It’s a complex situation that involves physics, global power politics, climate change, technology, and two kinds of time.
‘The Earth takes about 24 hours to rotate, but the key word is about.’
For thousands of years, the Earth has generally been slowing down, with the rate varying periodically, said Agnew and Judah Levin, a physicist in the time and frequency division of the National Institute of Standards and Technology.
McCarthy said the slow motion is mostly due to tidal effects, which are caused by the moon’s pull.
It didn’t matter until atomic clocks were adopted as the official time standard 55 years ago. They didn’t slow down.

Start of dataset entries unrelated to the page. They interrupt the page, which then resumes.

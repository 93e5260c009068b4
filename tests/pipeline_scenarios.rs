//! End-to-end resolution and pricing scenarios against in-memory collaborators.

mod common;

use payband::arbitration::ScriptedArbiter;
use payband::{
    ConfidenceLevel, EngineConfig, EngineError, JobPricingDraft, JobPricingRequest, MatchMethod,
    MemoryCorpus, Money, ParamCategory, ParameterSet, PricingConfig, PricingError, RequestStatus,
    UnmatchedPricingMode, UnresolvedLocationPolicy, ValidationError,
};

use common::{DATA_SCIENCE_DESCRIPTION, DIM, build_engine, seeded_engine};

fn scenario_a_request() -> JobPricingRequest {
    JobPricingDraft::new("Senior Data Scientist", DATA_SCIENCE_DESCRIPTION)
        .experience(5.0, 10.0)
        .industry("Technology")
        .location("Singapore")
        .validate()
        .expect("valid request")
}

fn structural_only() -> EngineConfig {
    EngineConfig {
        unmatched: UnmatchedPricingMode::StructuralOnly,
        ..Default::default()
    }
}

fn with_location_policy(policy: UnresolvedLocationPolicy) -> EngineConfig {
    EngineConfig {
        pricing: PricingConfig::default().with_unresolved_location(policy),
        ..Default::default()
    }
}

#[tokio::test]
async fn test_scenario_a_senior_data_scientist() {
    let t = seeded_engine(EngineConfig::default(), ScriptedArbiter::matching(0, 0.9));
    let request = scenario_a_request();

    let outcome = t.engine.resolve_and_price(&request).await.unwrap();

    assert_eq!(outcome.match_result.reference_code.as_deref(), Some("DS-301"));
    assert_eq!(outcome.match_result.method, MatchMethod::LlmArbitrated);
    assert!((outcome.match_result.confidence - 0.9).abs() < 1e-6);

    let pricing = outcome.pricing.as_ref().unwrap();
    assert!((pricing.breakdown.experience_multiplier - 1.225).abs() < 1e-12);
    assert_eq!(pricing.target_salary, Money::from_major(147_000));
    assert_eq!(pricing.recommended_min, Money::from_major(117_600));
    assert_eq!(pricing.recommended_max, Money::from_major(176_400));
    assert_eq!(pricing.percentiles.p50, Money::from_major(147_000));
    assert_eq!(pricing.parameter_version, "2026-q3");
    assert_eq!(pricing.confidence_level, ConfidenceLevel::High);

    assert_eq!(
        t.sink.latest_status(request.id()),
        Some(RequestStatus::Completed)
    );
}

#[tokio::test]
async fn test_scenario_b_empty_corpus_requires_match() {
    let t = build_engine(
        EngineConfig::default(),
        MemoryCorpus::new(DIM),
        ScriptedArbiter::matching(0, 0.9),
    );
    let request = scenario_a_request();

    let err = t.engine.resolve_and_price(&request).await.unwrap_err();

    let result = match err {
        EngineError::NoMatch(result) => result,
        other => panic!("expected NoMatch, got {other:?}"),
    };
    assert!(result.reference_code.is_none());
    assert_eq!(result.confidence, 0.0);
    assert_eq!(result.method, MatchMethod::None);
    assert_eq!(t.arbiter.call_count(), 0);
    let recorded = t.sink.outcome(request.id()).unwrap();
    assert!(recorded.pricing.is_none());
    assert_eq!(recorded.match_result, *result);
    assert_eq!(t.sink.latest_status(request.id()), Some(RequestStatus::Failed));
}

#[tokio::test]
async fn test_scenario_b_empty_corpus_structural_pricing() {
    let t = build_engine(
        structural_only(),
        MemoryCorpus::new(DIM),
        ScriptedArbiter::matching(0, 0.9),
    );

    let outcome = t.engine.resolve_and_price(&scenario_a_request()).await.unwrap();

    assert!(!outcome.is_matched());
    assert_eq!(outcome.match_result.confidence, 0.0);
    let pricing = outcome.pricing.as_ref().unwrap();
    assert_eq!(pricing.target_salary, Money::from_major(147_000));
    assert!(outcome.rationale.starts_with("No reference job matched"));
}

#[tokio::test]
async fn test_scenario_b_structural_pricing_needs_experience() {
    let t = build_engine(
        structural_only(),
        MemoryCorpus::new(DIM),
        ScriptedArbiter::new(),
    );
    let request = JobPricingDraft::new("Senior Data Scientist", DATA_SCIENCE_DESCRIPTION)
        .validate()
        .unwrap();

    let err = t.engine.resolve_and_price(&request).await.unwrap_err();
    assert!(matches!(
        err,
        EngineError::Validation(ValidationError::ExperienceUnresolved)
    ));
}

#[tokio::test]
async fn test_scenario_c_low_confidence_is_unmatched() {
    let t = seeded_engine(EngineConfig::default(), ScriptedArbiter::matching(0, 0.65));

    let err = t.engine.resolve_and_price(&scenario_a_request()).await.unwrap_err();

    let result = match err {
        EngineError::NoMatch(result) => result,
        other => panic!("expected NoMatch, got {other:?}"),
    };
    assert!(result.reference_code.is_none());
    assert!(result.similarity > 0.5);
    assert_eq!(t.arbiter.call_count(), 1);
}

#[tokio::test]
async fn test_scenario_c_low_confidence_priced_structurally() {
    let t = seeded_engine(structural_only(), ScriptedArbiter::matching(0, 0.65));

    let outcome = t.engine.resolve_and_price(&scenario_a_request()).await.unwrap();

    assert!(!outcome.is_matched());
    assert_eq!(outcome.match_result.method, MatchMethod::None);
    assert!(outcome.rationale.contains("from structural attributes only"));
}

#[tokio::test]
async fn test_scenario_d_unknown_location_fails_fast() {
    let t = seeded_engine(
        with_location_policy(UnresolvedLocationPolicy::FailFast),
        ScriptedArbiter::matching(0, 0.9),
    );
    let request = JobPricingDraft::new("Senior Data Scientist", DATA_SCIENCE_DESCRIPTION)
        .experience(5.0, 10.0)
        .location("Atlantis")
        .validate()
        .unwrap();

    let err = t.engine.resolve_and_price(&request).await.unwrap_err();

    match err {
        EngineError::Pricing(PricingError::ParameterNotFound { category, key }) => {
            assert_eq!(category, ParamCategory::LocationIndex);
            assert_eq!(key, "atlantis");
        }
        other => panic!("expected ParameterNotFound, got {other:?}"),
    }
    assert_eq!(t.sink.outcome_count(), 0);
}

#[tokio::test]
async fn test_scenario_d_unknown_location_neutral_policy() {
    let t = seeded_engine(
        with_location_policy(UnresolvedLocationPolicy::Neutral),
        ScriptedArbiter::matching(0, 0.9),
    );
    let request = JobPricingDraft::new("Senior Data Scientist", DATA_SCIENCE_DESCRIPTION)
        .experience(5.0, 10.0)
        .location("Atlantis")
        .validate()
        .unwrap();

    let outcome = t.engine.resolve_and_price(&request).await.unwrap();
    let pricing = outcome.pricing.unwrap();

    assert!(pricing.breakdown.location.fallback);
    assert_eq!(pricing.breakdown.location.value, 1.0);
    assert_eq!(pricing.target_salary, Money::from_major(147_000));
}

#[tokio::test]
async fn test_missing_band_is_parameter_not_found() {
    let t = seeded_engine(EngineConfig::default(), ScriptedArbiter::matching(0, 0.9));
    t.store
        .publish(
            ParameterSet::new("2026-q4")
                .band("mid", 100_000.0, 140_000.0)
                .factor(ParamCategory::IndustryAdjustment, "default", 1.0)
                .factor(ParamCategory::CompanySizeFactor, "default", 1.0)
                .factor(ParamCategory::LocationIndex, "Singapore", 1.0),
        )
        .unwrap();

    let err = t.engine.resolve_and_price(&scenario_a_request()).await.unwrap_err();

    match err {
        EngineError::Pricing(PricingError::ParameterNotFound { category, key }) => {
            assert_eq!(category, ParamCategory::SalaryBand);
            assert_eq!(key, "senior");
        }
        other => panic!("expected ParameterNotFound, got {other:?}"),
    }
}

#[tokio::test]
async fn test_replay_is_byte_identical() {
    let t = seeded_engine(EngineConfig::default(), ScriptedArbiter::matching(0, 0.9));
    let request = scenario_a_request();

    let first = t.engine.resolve_and_price(&request).await.unwrap();
    let second = t.engine.resolve_and_price(&request).await.unwrap();

    assert_eq!(first, second);
    let (a, b) = (first.pricing.unwrap(), second.pricing.unwrap());
    assert_eq!(
        serde_json::to_vec(&a).unwrap(),
        serde_json::to_vec(&b).unwrap()
    );
    assert_eq!(a.fingerprint().unwrap(), b.fingerprint().unwrap());
    assert_eq!(t.sink.outcome_count(), 1);
}

#[tokio::test]
async fn test_band_and_confidence_invariants_hold_across_requests() {
    let t = seeded_engine(structural_only(), ScriptedArbiter::matching(0, 0.9));
    let skills = ["Python", "Rust", "Kubernetes", "COBOL"];

    for (years, location) in [(0.5, "London"), (3.0, "Singapore"), (6.0, "London"), (40.0, "Singapore")] {
        for skill_count in 0..=skills.len() {
            let request = JobPricingDraft::new("Senior Data Scientist", "Models.")
                .experience(years, years)
                .location(location)
                .skills(skills[..skill_count].iter().copied())
                .validate()
                .unwrap();

            let outcome = t.engine.resolve_and_price(&request).await.unwrap();
            let p = outcome.pricing.unwrap();

            assert!(p.recommended_min <= p.target_salary);
            assert!(p.target_salary <= p.recommended_max);
            assert!(p.confidence_score <= 100);
            assert!(p.breakdown.skill_premium <= 0.50);
            assert!(p.breakdown.experience_multiplier <= 1.45);
            let expected_level = match p.confidence_score {
                85..=100 => ConfidenceLevel::High,
                70..=84 => ConfidenceLevel::Medium,
                _ => ConfidenceLevel::Low,
            };
            assert_eq!(p.confidence_level, expected_level);
        }
    }
}

#[tokio::test]
async fn test_metrics_track_outcomes() {
    let t = seeded_engine(EngineConfig::default(), ScriptedArbiter::matching(0, 0.9));

    t.engine.resolve_and_price(&scenario_a_request()).await.unwrap();
    let _ = t
        .engine
        .price_draft(JobPricingDraft::new("", "blank title"))
        .await;

    let metrics = t.engine.metrics();
    assert_eq!(metrics.requests, 2);
    assert_eq!(metrics.completed, 1);
    assert_eq!(metrics.matched, 1);
    assert_eq!(metrics.validation_failures, 1);
    assert_eq!(metrics.failed(), 1);
    assert_eq!(
        metrics.requests,
        metrics.completed + metrics.replayed + metrics.failed()
    );
}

This established two versions of time – astronomical and atomic – and they did not match. Astronomical time lagged behind atomic time by 2.5 milliseconds every day. This means that the atomic clock will say it is midnight and for Earth it was midnight a fraction of a second later, Agnew said.
Those daily fractions of a second add up to a whole second every few years. Starting in 1972, international timekeepers decided to add a “leap second” in June or December to astronomical time to catch atomic time, called Coordinated Universal Time, or UTC. 11:59 and 59 seconds will be changed to midnight instead. There is another second at 11:59 and 60 seconds. A negative leap second would go from 11:59 and 58 seconds straight to midnight, leaving 11:59:59.
Between 1972 and 2016, 27 separate leap seconds were added as the Earth slowed down. But the rate of slowing was decreasing.
“In 2016 or 2017 or maybe 2018, the rate of recession slowed to the extent that the Earth was actually accelerating,” Levin said.
Why is the Earth’s speed increasing?
Earth is speeding up because its hot liquid core — “a big ball of molten fluid” — acts in unexpected ways, Agnew said, with vortices and flows that vary.
Agnew said the core has been accelerating for about 50 years, but that effect has been offset by the rapid melting of ice at the poles since the 1990s. The melting ice shifts Earth’s mass from the poles toward the bulge’s center, causing rotation to slow down much as a spinning ice skater slows down while extending her arms to her sides, he said.
Agnew calculated that without the effects of ice melting, Earth would need to make that negative jump in 2026 rather than 2029.
Why does this matter for technology?
For decades, astronomers have been keeping together universal and astronomical time with those convenient little leap seconds. But computer systems operators said these additions don’t make up for all the precision technology the world now depends on. Experts said that in 2012, some computer systems handled leap seconds incorrectly, causing problems for Reddit, Linux, Qantas Airlines and others.
“What is the need for this adjustment in time when it causes so many problems?” McCarthy said.
But Russia’s satellite systems rely on astronomical time, so eliminating leap seconds would cause problems for them, Agnew and McCarthy said. Astronomers and others wanted to have a system that would add a leap second when the difference between atomic and astronomical time got close to one second.
In 2022, the world’s timekeepers decided that from the 2030s they would change the standards for inserting or removing leap seconds, making this much less likely.
Levin said tech companies like Google and Amazon unilaterally instituted their own solutions to the leap second issue by gradually adding fractions of a second throughout the day.
“The fights are so serious because the stakes are so small,” Levin said.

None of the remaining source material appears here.